Aquele monstro parecia uma mistura de jacaré, cobra e ser humano. Escamas verde musgo cobriam a pele asquerosa, dando a impressão de que estavam encravadas na carne sangrenta. A cabeça ofídia possuía uma boca projetada para a frente com duas presas afiadas — e com certeza venenosas — se destacando no meio de dentes irregulares. Com quase dois metros, tinha pequenos braços que deviam servir para nada de pé, mas deitado conferiam maior velocidade. Já as pernas, musculosas como as de um atleta, mesclavam as articulações humanas com o pé de crocodilo. Tudo isso, unido à cauda do réptil, era capaz de aterrorizar qualquer pessoa.

Eva deu um grito digno de filmes de terror e se apressou para se afastar da água, a tempo de fugir do ataque que a atingiria certeiramente. Mitch empunhou o facão da mão dela e investiu contra a criatura, já que estava mais afastado. Porém, sua arma estilhaçou como vidro ao entrar em contato com as escamas. Seu rosto se transformou em puro desespero. 

Ivey agarrou sua mochilinha e saiu correndo no exato momento que os dois do Distrito 4 concluíram a mesma coisa: não seriam capazes de matar aquele bicho. Contudo, para seu azar, o túnel mais próximo para ambos era justamente o que ela estava escondida. Mal tinha corrido dez metros quando eles a avistaram. 

A perseguição de dois Carreiristas e um animal encomendado diretamente das profundezas do submundo foi incentivo o suficiente para que a garota disparasse numa velocidade quase inumana. Olhando constantemente para trás para verificar a distância, não percebeu o degrau de meio metro no meio do caminho escuro. 

A primeira coisa que pensou ao sentir o corpo ser esmagado contra o concreto duro foi que aquele degrau não estava ali na ida.
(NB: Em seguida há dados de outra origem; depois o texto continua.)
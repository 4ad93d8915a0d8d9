// On-host JSON credential store (.dockercfg)

use serde_json::{Map, Value};
use std::io::Write;
use std::path::{Path, PathBuf};
use tracing::debug;

use super::{HostEnvironment, SessionError};
use crate::config::SessionConfig;

/// Registry host -> opaque auth blob
pub type CredentialMap = Map<String, Value>;

/// Resolve the credential file for the execution host.
///
/// An explicitly configured path wins; otherwise `$HOME` is looked up on the
/// host and joined with the configured file name. No file I/O happens here.
pub async fn resolve_path(
    config: &SessionConfig,
    env: &dyn HostEnvironment,
) -> Result<PathBuf, SessionError> {
    if let Some(path) = &config.credential_file {
        return Ok(path.clone());
    }

    let home = env
        .var("HOME")
        .await
        .map_err(|e| SessionError::Environment(format!("{:#}", e)))?
        .ok_or_else(|| SessionError::Environment("HOME is not set on the host".to_string()))?;

    Ok(Path::new(&home).join(&config.credential_file_name))
}

/// Read and parse the store. The top-level value must be a JSON object.
pub fn read(path: &Path) -> Result<CredentialMap, SessionError> {
    let read_error = |reason: String| SessionError::Read {
        path: path.to_path_buf(),
        reason,
    };

    let contents = std::fs::read_to_string(path).map_err(|e| read_error(e.to_string()))?;

    match serde_json::from_str::<Value>(&contents).map_err(|e| read_error(e.to_string()))? {
        Value::Object(map) => {
            debug!("Read {} entries from {}", map.len(), path.display());
            Ok(map)
        }
        other => Err(read_error(format!(
            "expected a JSON object, found {}",
            json_kind(&other)
        ))),
    }
}

/// Remove `key` if present. Returns whether an entry was removed.
pub fn remove_entry(store: &mut CredentialMap, key: &str) -> bool {
    store.remove(key).is_some()
}

/// Replace the store file with `store`.
///
/// The JSON is written to a temp file next to the target and renamed over it,
/// so a failed write never leaves a truncated store behind. The target's
/// permissions are carried over when it already exists. A symlinked store is
/// resolved first so the link itself survives.
pub fn write(path: &Path, store: &CredentialMap) -> Result<(), SessionError> {
    let write_error = |reason: String| SessionError::Write {
        path: path.to_path_buf(),
        reason,
    };

    let json = serde_json::to_string_pretty(store).map_err(|e| write_error(e.to_string()))?;

    let target = match std::fs::symlink_metadata(path) {
        Ok(metadata) if metadata.file_type().is_symlink() => {
            std::fs::canonicalize(path).map_err(|e| write_error(e.to_string()))?
        }
        _ => path.to_path_buf(),
    };

    let dir = match target.parent() {
        Some(parent) if !parent.as_os_str().is_empty() => parent,
        _ => Path::new("."),
    };

    let mut tmp = tempfile::NamedTempFile::new_in(dir).map_err(|e| write_error(e.to_string()))?;
    tmp.write_all(json.as_bytes())
        .and_then(|_| tmp.as_file().sync_all())
        .map_err(|e| write_error(e.to_string()))?;

    if let Ok(metadata) = std::fs::metadata(&target) {
        tmp.as_file()
            .set_permissions(metadata.permissions())
            .map_err(|e| write_error(e.to_string()))?;
    }

    tmp.persist(&target).map_err(|e| write_error(e.error.to_string()))?;

    debug!("Wrote {} entries to {}", store.len(), path.display());
    Ok(())
}

fn json_kind(value: &Value) -> &'static str {
    match value {
        Value::Null => "null",
        Value::Bool(_) => "a boolean",
        Value::Number(_) => "a number",
        Value::String(_) => "a string",
        Value::Array(_) => "an array",
        Value::Object(_) => "an object",
    }
}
A segunda foi: fudeu.

Mesmo ignorando as novas dores e se movendo o mais rápido possível, os perseguidores já estavam em seu enlaço quando levantou. Desenfreado e abrupto, Mitch passou voando por ela e pulou o degrau para continuar a corrida. Ela pulou para continuar a fuga, mas foi pega no ar e arremessada para trás. 

Eva lançou Ivey para a criatura com tanta facilidade que parecia que a garota era um saco de batatas. Mas um saco de batatas não se agarra em seus braços, e foi exatamente isso que ela fez. A mais velha caiu junto, com o peso de uma pessoa grudado nos braços. 

As duas rolaram, a velocidade aumentando a dor do impacto. Ivey tentou se livrar do aperto da outra para fugir, mas ela era mais forte. Foi tudo rápido demais para que acompanhasse. Num momento, o cotovelo de Eva pressionava seu peito contra o chão para que ela não levantasse; no outro, o monstro avançava na sua garganta. 

Por puro reflexo, encolheu-se. Mas Eva ainda estava acima de si. Então, a criatura foi diretamente nela. As presas cravaram no crânio. Ela finalmente soltou Ivey para berrar de dor. O berro não durou tanto, contudo. Só enquanto sua cabeça continuava inteira. Quando explodiu com a pressão da mordida, o grito parou. O canhão soou.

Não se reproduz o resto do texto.